Зарубежная литература ХХ века. 1940–1990 гг.: учебное пособие - Лошаков Александр Геннадьевич (мир книг TXT) 📗
Тем самым Фаулз преследует двойную цель: он не просто дает реалистически убедительный образ ушедшей эпохи, но одновременно демонстрирует определенный типаж модных в 1960-е годы «викторианских» романов, рассчитанных на массового читателя. Уяснить представление самого писателя о своих творческих задачах и методе помогают авторские отступления в романе. В них Фаулз, в частности, объясняет свое понимание современного реализма (в этой связи особенно интересна тринадцатая глава).
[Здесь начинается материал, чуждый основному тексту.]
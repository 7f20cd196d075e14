//! Tests for NicknameService::build_nickname.

use heimdall::server::{config::ConnectorConfig, service::connector::nickname::NicknameService};
use heimdall_test_utils::prelude::*;

async fn setup() -> Result<TestContext, TestError> {
    TestBuilder::new()
        .with_user_tables()
        .with_connector_tables()
        .build()
        .await
}

/// Tests the default format with corporation ticker.
///
/// Expected: `[F4LL.] Character 1`
#[tokio::test]
async fn formats_main_character_with_ticker() -> Result<(), TestError> {
    let test = setup().await?;
    let (user, _, _) = test
        .user()
        .insert_user_with_mock_character(1, 98000001, Some(99000001))
        .await?;
    let linked_user = test
        .connector()
        .insert_connector_user("discord", user.id)
        .await?;

    let config = ConnectorConfig::default();
    let result = NicknameService::new(&test.db, &config)
        .build_nickname(&linked_user)
        .await;

    assert!(result.is_ok());
    assert_eq!(result.unwrap(), "[F4LL.] Character 1");

    Ok(())
}

/// Tests a custom format using the alliance ticker.
///
/// Expected: `AUTMN | F4LL. | Character 1`
#[tokio::test]
async fn applies_custom_format() -> Result<(), TestError> {
    let test = setup().await?;
    let (user, _, _) = test
        .user()
        .insert_user_with_mock_character(1, 98000001, Some(99000001))
        .await?;
    let linked_user = test
        .connector()
        .insert_connector_user("discord", user.id)
        .await?;

    let config = ConnectorConfig {
        nickname_format: "%3$s | %2$s | %1$s".to_string(),
        ..ConnectorConfig::default()
    };
    let result = NicknameService::new(&test.db, &config)
        .build_nickname(&linked_user)
        .await;

    assert!(result.is_ok());
    assert_eq!(result.unwrap(), "AUTMN | F4LL. | Character 1");

    Ok(())
}

/// Tests disabled tickers.
///
/// Expected: the bare character name
#[tokio::test]
async fn uses_character_name_without_ticker() -> Result<(), TestError> {
    let test = setup().await?;
    let (user, _, _) = test
        .user()
        .insert_user_with_mock_character(1, 98000001, None)
        .await?;
    let linked_user = test
        .connector()
        .insert_connector_user("discord", user.id)
        .await?;

    let config = ConnectorConfig {
        nickname_ticker: false,
        ..ConnectorConfig::default()
    };
    let result = NicknameService::new(&test.db, &config)
        .build_nickname(&linked_user)
        .await;

    assert!(result.is_ok());
    assert_eq!(result.unwrap(), "Character 1");

    Ok(())
}

/// Tests a user without a main character.
///
/// The credentialed character with the lowest record ID is used, characters with a revoked
/// token are skipped.
///
/// Expected: the name of the first credentialed character
#[tokio::test]
async fn falls_back_to_first_credentialed_character() -> Result<(), TestError> {
    let test = setup().await?;
    let user = test.user().insert_user(None, true).await?;
    test.user()
        .insert_mock_character_for_user(user.id, 1, 98000001, None, false)
        .await?;
    test.user()
        .insert_mock_character_for_user(user.id, 2, 98000001, None, true)
        .await?;
    test.user()
        .insert_mock_character_for_user(user.id, 3, 98000001, None, true)
        .await?;
    let linked_user = test
        .connector()
        .insert_connector_user("discord", user.id)
        .await?;

    let config = ConnectorConfig {
        nickname_ticker: false,
        ..ConnectorConfig::default()
    };
    let result = NicknameService::new(&test.db, &config)
        .build_nickname(&linked_user)
        .await;

    assert!(result.is_ok());
    assert_eq!(result.unwrap(), "Character 2");

    Ok(())
}

/// Tests a user without any character.
///
/// Expected: the user's account name
#[tokio::test]
async fn falls_back_to_user_name() -> Result<(), TestError> {
    let test = setup().await?;
    let user = test.user().insert_user(None, true).await?;
    let linked_user = test
        .connector()
        .insert_connector_user("discord", user.id)
        .await?;

    let config = ConnectorConfig::default();
    let result = NicknameService::new(&test.db, &config)
        .build_nickname(&linked_user)
        .await;

    assert!(result.is_ok());
    assert_eq!(result.unwrap(), "Test User");

    Ok(())
}

/// Tests an empty format.
///
/// Expected: the default `[corporation] name` format
#[tokio::test]
async fn empty_format_uses_default() -> Result<(), TestError> {
    let test = setup().await?;
    let (user, _, _) = test
        .user()
        .insert_user_with_mock_character(1, 98000001, None)
        .await?;
    let linked_user = test
        .connector()
        .insert_connector_user("discord", user.id)
        .await?;

    let config = ConnectorConfig {
        nickname_format: String::new(),
        ..ConnectorConfig::default()
    };
    let result = NicknameService::new(&test.db, &config)
        .build_nickname(&linked_user)
        .await;

    assert!(result.is_ok());
    assert_eq!(result.unwrap(), "[F4LL.] Character 1");

    Ok(())
}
Он вовсе не считает, что реализм и форма реалистического романа себя исчерпали, но делает при этом существенную оговорку: «…живу я в век Алена Роб-Грийе и Ролана Барта, а потому если это роман, то никак не роман в современном смысле этого слова».
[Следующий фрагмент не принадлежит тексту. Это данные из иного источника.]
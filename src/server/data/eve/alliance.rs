use sea_orm::{ColumnTrait, ConnectionTrait, DbErr, EntityTrait, QueryFilter};

use crate::server::model::db::EveAllianceModel;

/// Read access to `eve_alliance`.
pub struct AllianceRepository<'a, C: ConnectionTrait> {
    db: &'a C,
}

impl<'a, C: ConnectionTrait> AllianceRepository<'a, C> {
    /// Creates a new instance of [`AllianceRepository`]
    pub fn new(db: &'a C) -> Self {
        Self { db }
    }

    /// Find an alliance using its EVE Online alliance ID
    pub async fn find_by_alliance_id(
        &self,
        alliance_id: i64,
    ) -> Result<Option<EveAllianceModel>, DbErr> {
        entity::prelude::EveAlliance::find()
            .filter(entity::eve_alliance::Column::AllianceId.eq(alliance_id))
            .one(self.db)
            .await
    }
}
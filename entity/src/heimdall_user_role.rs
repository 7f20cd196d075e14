use sea_orm::entity::prelude::*;

#[derive(Clone, Debug, PartialEq, Eq, DeriveEntityModel)]
#[sea_orm(table_name = "heimdall_user_role")]
pub struct Model {
    #[sea_orm(primary_key)]
    pub id: i32,
    pub user_id: i32,
    pub role_id: i32,
}

#[derive(Copy, Clone, Debug, EnumIter, DeriveRelation)]
pub enum Relation {
    #[sea_orm(
        belongs_to = "super::heimdall_user::Entity",
        from = "Column::UserId",
        to = "super::heimdall_user::Column::Id",
        on_update = "NoAction",
        on_delete = "Cascade"
    )]
    HeimdallUser,
    #[sea_orm(
        belongs_to = "super::heimdall_role::Entity",
        from = "Column::RoleId",
        to = "super::heimdall_role::Column::Id",
        on_update = "NoAction",
        on_delete = "Cascade"
    )]
    HeimdallRole,
}

impl Related<super::heimdall_user::Entity> for Entity {
    fn to() -> RelationDef {
        Relation::HeimdallUser.def()
    }
}

impl Related<super::heimdall_role::Entity> for Entity {
    fn to() -> RelationDef {
        Relation::HeimdallRole.def()
    }
}

impl ActiveModelBehavior for ActiveModel {}
use sea_orm_migration::{prelude::*, schema::*};

#[derive(DeriveMigrationName)]
pub struct Migration;

#[async_trait::async_trait]
impl MigrationTrait for Migration {
    async fn up(&self, manager: &SchemaManager) -> Result<(), DbErr> {
        manager
            .create_table(
                Table::create()
                    .table(EveAlliance::Table)
                    .if_not_exists()
                    .col(pk_auto(EveAlliance::Id))
                    .col(big_integer_uniq(EveAlliance::AllianceId))
                    .col(string(EveAlliance::Name))
                    .col(string(EveAlliance::Ticker))
                    .col(timestamp(EveAlliance::CreatedAt))
                    .col(timestamp(EveAlliance::UpdatedAt))
                    .to_owned(),
            )
            .await
    }

    async fn down(&self, manager: &SchemaManager) -> Result<(), DbErr> {
        manager
            .drop_table(Table::drop().table(EveAlliance::Table).to_owned())
            .await
    }
}

#[derive(DeriveIden)]
pub enum EveAlliance {
    Table,
    Id,
    AllianceId,
    Name,
    Ticker,
    CreatedAt,
    UpdatedAt,
}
Фаулзу чужды идеи А. Роб-Грийе, Н. Саррот и других создателей «нового романа». Он предпочитает опираться на художественный опыт великих романистов прошлого, но, в отличие от последних, не претендует как автор на роль «всезнающего и всевластного бога», которому известны все «сокровенные мысли и чувства героев». В XX веке, уверяет Фаулз, подобная установка неприемлема, так как современный человек уже осознал, что «мир – это организм, а не механизм» и его невозможно «сработать» по плану. «Романист до сих пор еще бог, ибо он творит, и даже авангардистскому роману не удалось окончательно истребить своего автора; <…> разница лишь в том, что мы боги не викторианского образца, мы – боги нового теологического образца, чей первый принцип – свобода, а не власть». Поэтому автору в современном романе отводится роль обыкновенного «свидетеля событий, заслуживающего наибольшего доверия». Он полностью равноправен по отношению к своим героям и никогда не поднимается над ними.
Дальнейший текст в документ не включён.